Yasa incelendiğinde Ajansın, yetkilerden ziyade görevlerle donatıldığı görülmektedir. Bunlar arasında kanaatimizce en iddialı olanı Yatırımlara ilişkin izin ve onay işlemlerinin tamamlanmasında destek sağlamak üzere ilgili kurum ve kuruluşlar ile kalkınma ajansları nezdinde bu işlemleri takip etmek şeklinde tarif edilen görevidir. Bu noktada uygulamayı beklemek gerekmektedir.

ÜRÜNLERE İLİŞKİN TEKNİK MEVZUATIN HAZIRLANMASI VE
UYGULANMASINA DAİR KANUN

Kanun No. : 4703
Kabul Tarihi : 29 Haziran 2001
Resmi Gazete Tarih ve Sayısı: 11 Temmuz 2001 / 24459

Avrupa Birliği’nde yürürlükte bulunan kurallara uyum sürecinde, ürünlerin dış ticaretini de etkileyen önemli yasalardan biri de bu Çerçeve Kanundur.

Bu Kanun ile, bir bakıma, çağdaş üretim ve ticaret ortamında geçerli olan oyunun kuralları benimsenmiştir.
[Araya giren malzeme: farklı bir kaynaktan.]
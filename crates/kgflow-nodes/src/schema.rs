//! Node manifests: the declarative form schema a host renders.
//!
//! Properties carry show-rules keyed on other parameters (usually
//! `operation`, sometimes `searchType`). Tool-capable nodes also derive a
//! JSON Schema for automated callers from the same declarations.

use serde::Serialize;
use serde_json::{json, Map, Value};
use std::collections::BTreeMap;

use kgflow_core::CREDENTIALS_NAME;

use crate::params::Detect;

#[derive(Clone, Copy, Debug, PartialEq, Eq, Serialize)]
#[serde(rename_all = "camelCase")]
pub enum PropertyKind {
    String,
    Number,
    Options,
    DateTime,
    Json,
    FixedCollection,
}

#[derive(Clone, Debug, Serialize)]
pub struct OptionValue {
    pub name: &'static str,
    pub value: &'static str,
    #[serde(skip_serializing_if = "Option::is_none")]
    pub description: Option<&'static str>,
    #[serde(skip_serializing_if = "Option::is_none")]
    pub action: Option<&'static str>,
}

impl OptionValue {
    pub fn new(name: &'static str, value: &'static str) -> Self {
        Self {
            name,
            value,
            description: None,
            action: None,
        }
    }

    /// An operation entry with its action label.
    pub fn operation(
        name: &'static str,
        value: &'static str,
        description: &'static str,
        action: &'static str,
    ) -> Self {
        Self {
            name,
            value,
            description: Some(description),
            action: Some(action),
        }
    }
}

#[derive(Clone, Debug, Default, Serialize)]
#[serde(rename_all = "camelCase")]
pub struct TypeOptions {
    #[serde(skip_serializing_if = "Option::is_none")]
    pub min_value: Option<u64>,
    #[serde(skip_serializing_if = "Option::is_none")]
    pub max_value: Option<u64>,
    #[serde(skip_serializing_if = "std::ops::Not::not")]
    pub multiple_values: bool,
}

#[derive(Clone, Debug, Default, Serialize)]
pub struct DisplayOptions {
    pub show: BTreeMap<&'static str, Vec<&'static str>>,
}

impl DisplayOptions {
    /// Visible when every keyed parameter currently holds one of the listed values.
    pub fn is_visible(&self, values: &Map<String, Value>) -> bool {
        self.show.iter().all(|(key, allowed)| {
            values
                .get(*key)
                .and_then(Value::as_str)
                .is_some_and(|v| allowed.contains(&v))
        })
    }
}

#[derive(Clone, Debug, Serialize)]
#[serde(rename_all = "camelCase")]
pub struct NodeProperty {
    pub display_name: &'static str,
    pub name: &'static str,
    #[serde(rename = "type")]
    pub kind: PropertyKind,
    pub default: Value,
    pub description: &'static str,
    #[serde(skip_serializing_if = "std::ops::Not::not")]
    pub required: bool,
    #[serde(skip_serializing_if = "std::ops::Not::not")]
    pub no_data_expression: bool,
    #[serde(skip_serializing_if = "Vec::is_empty")]
    pub options: Vec<OptionValue>,
    #[serde(skip_serializing_if = "Option::is_none")]
    pub type_options: Option<TypeOptions>,
    #[serde(skip_serializing_if = "Option::is_none")]
    pub display_options: Option<DisplayOptions>,
    /// Input-item fields consulted, in order, when the parameter is not set.
    #[serde(skip_serializing_if = "<[_]>::is_empty")]
    pub auto_detect: &'static [&'static str],
}

impl NodeProperty {
    fn new(
        kind: PropertyKind,
        name: &'static str,
        display_name: &'static str,
        description: &'static str,
    ) -> Self {
        Self {
            display_name,
            name,
            kind,
            default: json!(""),
            description,
            required: false,
            no_data_expression: false,
            options: Vec::new(),
            type_options: None,
            display_options: None,
            auto_detect: &[],
        }
    }

    pub fn string(name: &'static str, display_name: &'static str, description: &'static str) -> Self {
        Self::new(PropertyKind::String, name, display_name, description)
    }

    pub fn date_time(name: &'static str, display_name: &'static str, description: &'static str) -> Self {
        Self::new(PropertyKind::DateTime, name, display_name, description)
    }

    pub fn number(
        name: &'static str,
        display_name: &'static str,
        default: u64,
        description: &'static str,
    ) -> Self {
        let mut p = Self::new(PropertyKind::Number, name, display_name, description);
        p.default = json!(default);
        p
    }

    pub fn options(
        name: &'static str,
        display_name: &'static str,
        options: Vec<OptionValue>,
        default: &'static str,
        description: &'static str,
    ) -> Self {
        let mut p = Self::new(PropertyKind::Options, name, display_name, description);
        p.options = options;
        p.default = json!(default);
        p
    }

    /// The node's operation selector.
    pub fn operation(options: Vec<OptionValue>, default: &'static str) -> Self {
        let mut p = Self::options("operation", "Operation", options, default, "");
        p.no_data_expression = true;
        p.required = true;
        p
    }

    pub fn json(name: &'static str, display_name: &'static str, description: &'static str) -> Self {
        let mut p = Self::new(PropertyKind::Json, name, display_name, description);
        p.default = json!([]);
        p
    }

    /// Repeated `message` entries (content, role type, role, timestamp).
    pub fn messages(description: &'static str) -> Self {
        let mut p = Self::new(PropertyKind::FixedCollection, "messages", "Messages", description);
        p.default = json!({});
        p.type_options = Some(TypeOptions {
            multiple_values: true,
            ..Default::default()
        });
        p
    }

    pub fn required(mut self) -> Self {
        self.required = true;
        self
    }

    pub fn bounds(mut self, min: u64, max: Option<u64>) -> Self {
        let opts = self.type_options.get_or_insert_with(TypeOptions::default);
        opts.min_value = Some(min);
        opts.max_value = max;
        self
    }

    pub fn default_value(mut self, value: Value) -> Self {
        self.default = value;
        self
    }

    /// Declare the alias chain. Auto-detected fields have no literal default.
    pub fn detect(mut self, detect: &Detect) -> Self {
        self.auto_detect = detect.aliases;
        self.default = Value::Null;
        self
    }

    pub fn show(mut self, key: &'static str, values: &[&'static str]) -> Self {
        self.display_options
            .get_or_insert_with(DisplayOptions::default)
            .show
            .insert(key, values.to_vec());
        self
    }

    pub fn is_visible(&self, values: &Map<String, Value>) -> bool {
        self.display_options
            .as_ref()
            .map_or(true, |d| d.is_visible(values))
    }

    fn json_schema(&self) -> Value {
        let mut schema = Map::new();
        match self.kind {
            PropertyKind::Number => {
                schema.insert("type".into(), json!("number"));
                if let Some(opts) = &self.type_options {
                    if let Some(min) = opts.min_value {
                        schema.insert("minimum".into(), json!(min));
                    }
                    if let Some(max) = opts.max_value {
                        schema.insert("maximum".into(), json!(max));
                    }
                }
            }
            PropertyKind::Options => {
                schema.insert("type".into(), json!("string"));
                let values: Vec<_> = self.options.iter().map(|o| o.value).collect();
                schema.insert("enum".into(), json!(values));
            }
            PropertyKind::FixedCollection | PropertyKind::Json => {
                schema.insert("type".into(), json!("array"));
                schema.insert("items".into(), message_schema());
            }
            PropertyKind::String | PropertyKind::DateTime => {
                schema.insert("type".into(), json!("string"));
            }
        }
        if !self.description.is_empty() {
            schema.insert("description".into(), json!(self.description));
        }
        if !self.default.is_null() && self.default != json!("") && self.kind != PropertyKind::FixedCollection {
            schema.insert("default".into(), self.default.clone());
        }
        Value::Object(schema)
    }
}

fn message_schema() -> Value {
    json!({
        "type": "object",
        "properties": {
            "content": {"type": "string", "description": "Message content"},
            "role_type": {"type": "string", "enum": ["user", "assistant", "system"], "description": "Role type"},
            "role": {"type": "string", "description": "Custom role name"},
            "timestamp": {"type": "string", "description": "Message timestamp"}
        },
        "required": ["content", "role_type"]
    })
}

#[derive(Clone, Debug, Serialize)]
pub struct CredentialRequirement {
    pub name: &'static str,
    pub required: bool,
}

#[derive(Clone, Debug, Serialize)]
#[serde(rename_all = "camelCase")]
pub struct NodeDescription {
    pub display_name: &'static str,
    pub name: &'static str,
    pub icon: &'static str,
    pub group: &'static str,
    pub version: u32,
    pub subtitle: &'static str,
    pub description: &'static str,
    #[serde(skip_serializing_if = "std::ops::Not::not")]
    pub usable_as_tool: bool,
    pub credentials: Vec<CredentialRequirement>,
    pub properties: Vec<NodeProperty>,
}

impl NodeDescription {
    pub fn graphiti_credentials() -> Vec<CredentialRequirement> {
        vec![CredentialRequirement {
            name: CREDENTIALS_NAME,
            required: true,
        }]
    }

    fn operation_property(&self) -> Option<&NodeProperty> {
        self.properties.iter().find(|p| p.name == "operation")
    }

    pub fn operations(&self) -> Vec<&'static str> {
        self.operation_property()
            .map(|p| p.options.iter().map(|o| o.value).collect())
            .unwrap_or_default()
    }

    pub fn default_operation(&self) -> Option<&str> {
        self.operation_property().and_then(|p| p.default.as_str())
    }

    pub fn has_operation(&self, operation: &str) -> bool {
        self.operations().contains(&operation)
    }

    /// Distinct parameter names, in declaration order.
    pub fn parameter_names(&self) -> Vec<&'static str> {
        let mut names: Vec<&'static str> = Vec::new();
        for p in &self.properties {
            if !names.contains(&p.name) {
                names.push(p.name);
            }
        }
        names
    }

    /// Properties shown for the given parameter values. Unset keys take the
    /// first declared default.
    pub fn visible_properties(&self, values: &Map<String, Value>) -> Vec<&NodeProperty> {
        let mut effective = values.clone();
        for p in &self.properties {
            if !effective.contains_key(p.name) && p.default.is_string() {
                effective.insert(p.name.to_string(), p.default.clone());
            }
        }
        self.properties
            .iter()
            .filter(|p| p.is_visible(&effective))
            .collect()
    }

    /// JSON Schema of the tool contract: one entry per distinct parameter.
    /// Only unconditional required parameters are required.
    pub fn input_schema(&self) -> Value {
        let mut properties = Map::new();
        let mut required = Vec::new();
        for p in &self.properties {
            if properties.contains_key(p.name) {
                continue;
            }
            properties.insert(p.name.to_string(), p.json_schema());
            if p.required && p.display_options.is_none() {
                required.push(p.name);
            }
        }
        json!({
            "type": "object",
            "properties": properties,
            "required": required,
            "additionalProperties": false,
        })
    }
}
Zira, AB ülkeleri başta olmak üzere gelişmiş bazı ülkelerin uyguladığı teknik düzenleme, teknik düzenlemeye uygun ürün, ürün güvenliği, piyasaya arz öncesi uygunluk denetimi, piyasa gözetimi ve denetimi gibi benzeri unsurlardan oluşan çağdaş sistemi üstlenmemiz ve uygulamamız gerek üretim dallarının Avrupa Ekonomik Alanı ülkelerinin pazarları başta olmak üzere üçüncü ülke pazarlarına daha kolay girişi gerekse tüketicilerin/kullanıcıların güvenli ürüne ulaşabilmesi için önemli adım olarak değerlendirilmektedir.

Anılan Kanun ile AB ülkeleri ile Türkiye arasında malların serbest dolaşımının sağlanması için gerekli hukuki alt yapının temelinin atıldığı görülmektedir.

Çerçeve Kanun’a istinaden dört adet uygulama yönetmeliği yayımlanmış olup, bunlar sırası ile CE Uygunluk İşaretinin Ürüne İliştirilmesine ve Kullanılmasına Dair Yönetmelik, Ürünlerin Piyasa Gözetimi ve Denetimine Dair Yönetmelik, Uygunluk Değerlendirme Kuruluşları ile Onaylanmış Kuruluşlara Dair Yönetmelik, Teknik Mevzuatın ve Standartların Türkiye ile Avrupa Birliği Arasında Bildirimine Dair Yönetmelik’tir.

Bu Kanun ve belirtilen uygulama yönetmelikleri ile yatay kurallar olarak da isimlendirilen genel kurallar belirlenmiş ve dikey (ürün veya sektör) alanda teknik düzenleme yapan yetkili kuruluşlar dahil tüm ilgili tarafların bu kurallara uyması gerektiği hükme bağlanmış bulunmaktadır.

Bu Kanun ve belirtilen Yönetmelikleri takiben AB’nin sektörel teknik düzenlemelerinin yetkili kuruluşlarca üstlenilmesi ve etkin uygulanması ile ülkemizde AB iç pazarındaki şartların oluşturulacağı öngörülmektedir.